Many companies have already incorporated PLS into their transparency, data disclosure, or medical writing processes. With all the time, effort, and money that is being dedicated to writing PLS, it would be unfortunate if they did not return value to the intended audiences and to each company.

While PLS are prioritized to meet the needs of trial participants who expect summary results, those participants are not the only audience for these materials.3,4 Patients (and their family members) are also interested in the information offered by PLS once they receive a diagnosis for a medical condition. Patient advocacy groups (PAGs) use them to keep track of advances to keep their communities informed. Healthcare providers also use PLS to stay up-to-date and find new information for patients. By providing useful PLS for all these intended audiences, companies can achieve benefits from their PLS investments.

Efforts to create PLS are necessary, but not sufficient to make them effective. A PLS can do more than simply check a box on a form to meet regulatory guidelines. An effective PLS provides participants with feedback they need about expectations from a trial while providing the sponsor with valuable insights into their patient communities.

People not only want to know more about the trial results but also want to use the information in their decision-making processes. Through audience testing and survey processes associated with close to 100 PLS, Health Literacy Media (HLM), a non-profit health communications company, has assessed what people expect in PLS. Across summaries, patients and caregivers respond that the most important factors people hope to understand from the PLS include treatment effects and adverse events, followed closely by who was in the study and how closely the study participants match their individual characteristics.

Why Test PLS Before Publishing Them?

Providing quality tested PLS conveys why a clinical trial is important (using non-promotional language) while building goodwill, developing potential relationships, and solidifying value by showing patient communities the sponsor wants to better understand and fit patient needs.

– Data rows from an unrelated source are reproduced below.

// ============================================
// File: crates/nodewarden/src/config.rs
// ============================================
//! # Keeper Configuration
//!
//! ## Creation Reason
//! Provides configuration management for the NodeWarden keeper,
//! supporting TOML files with sensible defaults for every field.
//!
//! ## Main Functionality
//! - `WardenConfig`: Main configuration structure
//! - TOML file loading and parsing
//! - Configuration validation
//!
//! ## Configuration Sections
//! - `gateway`: API base URL, IP service URL, timeout, ping interval
//! - `inputs`: paths of the three credential files
//! - `logging`: log level
//!
//! ## Example Configuration
//! ```toml
//! [gateway]
//! api_base_url = "https://gateway-run.bls.dev/api/v1"
//! ip_service_url = "https://tight-block-2413.txlabs.workers.dev"
//! request_timeout_secs = 120
//! ping_interval_secs = 60
//!
//! [inputs]
//! accounts_file = "user.txt"
//! nodes_file = "id.txt"
//! proxies_file = "proxy.txt"
//!
//! [logging]
//! level = "info"
//! ```
//!
//! ## ⚠️ Important Note for Next Developer
//! - A missing config file is fine: every field has a default, and the
//!   defaults reproduce the classic user.txt / id.txt / proxy.txt layout
//! - Config changes require a restart
//!
//! ## Last Modified
//! v0.1.0 - Initial configuration implementation

use std::path::Path;

use serde::{Deserialize, Serialize};
use tracing::info;

use crate::error::{Result, WardenError};
use crate::gateway::GatewayConfig;

// ============================================
// WardenConfig
// ============================================

/// Main keeper configuration.
#[derive(Debug, Clone, Default, Serialize, Deserialize)]
pub struct WardenConfig {
    /// Gateway API configuration.
    #[serde(default)]
    pub gateway: GatewayConfig,

    /// Input file locations.
    #[serde(default)]
    pub inputs: InputsConfig,

    /// Logging configuration.
    #[serde(default)]
    pub logging: LoggingConfig,
}

impl WardenConfig {
    /// Loads configuration from a TOML file.
    ///
    /// # Errors
    /// Returns error if the file cannot be read or parsed, or fails
    /// validation.
    pub async fn load(path: impl AsRef<Path>) -> Result<Self> {
        let path = path.as_ref();
        let path_str = path.display().to_string();

        info!("Loading configuration from: {}", path_str);

        let content = tokio::fs::read_to_string(path)
            .await
            .map_err(|e| WardenError::config_load(&path_str, e.to_string()))?;

        let config: Self = toml::from_str(&content)
            .map_err(|e| WardenError::config_load(&path_str, e.to_string()))?;

        config.validate()?;
        Ok(config)
    }

    /// Loads configuration from a string (useful for testing).
    pub fn from_str(content: &str) -> Result<Self> {
        let config: Self = toml::from_str(content)
            .map_err(|e| WardenError::config_load("<string>", e.to_string()))?;
        config.validate()?;
        Ok(config)
    }

    /// Validates the configuration.
    pub fn validate(&self) -> Result<()> {
        self.gateway
            .validate()
            .map_err(|e| WardenError::config_invalid("gateway", e))?;
        self.inputs.validate()?;
        Ok(())
    }
}

// ============================================
// InputsConfig
// ============================================

/// Input file locations section.
#[derive(Debug, Clone, Serialize, Deserialize)]
pub struct InputsConfig {
    /// Accounts file: one bearer token per line.
    #[serde(default = "default_accounts_file")]
    pub accounts_file: String,

    /// Node list file: one `nodeId:hardwareId` per line.
    #[serde(default = "default_nodes_file")]
    pub nodes_file: String,

    /// Proxy list file: one `host:port[:user:pass]` per line.
    #[serde(default = "default_proxies_file")]
    pub proxies_file: String,
}

fn default_accounts_file() -> String {
    "user.txt".to_string()
}

fn default_nodes_file() -> String {
    "id.txt".to_string()
}

fn default_proxies_file() -> String {
    "proxy.txt".to_string()
}

impl InputsConfig {
    fn validate(&self) -> Result<()> {
        for (field, value) in [
            ("inputs.accounts_file", &self.accounts_file),
            ("inputs.nodes_file", &self.nodes_file),
            ("inputs.proxies_file", &self.proxies_file),
        ] {
            if value.is_empty() {
                return Err(WardenError::config_invalid(field, "cannot be empty"));
            }
        }
        Ok(())
    }
}

impl Default for InputsConfig {
    fn default() -> Self {
        Self {
            accounts_file: default_accounts_file(),
            nodes_file: default_nodes_file(),
            proxies_file: default_proxies_file(),
        }
    }
}

// ============================================
// LoggingConfig
// ============================================

/// Logging configuration section.
#[derive(Debug, Clone, Serialize, Deserialize)]
pub struct LoggingConfig {
    /// Log level (trace, debug, info, warn, error).
    #[serde(default = "default_log_level")]
    pub level: String,
}

fn default_log_level() -> String {
    "info".to_string()
}

impl Default for LoggingConfig {
    fn default() -> Self {
        Self {
            level: default_log_level(),
        }
    }
}

// ============================================
// Tests
// ============================================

While more resources such as skills training and staff time are needed as sponsors develop a PLS process that includes user testing, it also builds important informational resources for future clinical trials. Testing language in the PLS can help build a database for how to communicate complex topics across the entire clinical trial process. Planning an effective PLS process requires time and effort to build a framework that collects and disseminates information. Knowledge gained from each PLS improves this process and reduces the resources it requires in the future. For instance, HLM spent more time on the first two PLS completed than on the next 20.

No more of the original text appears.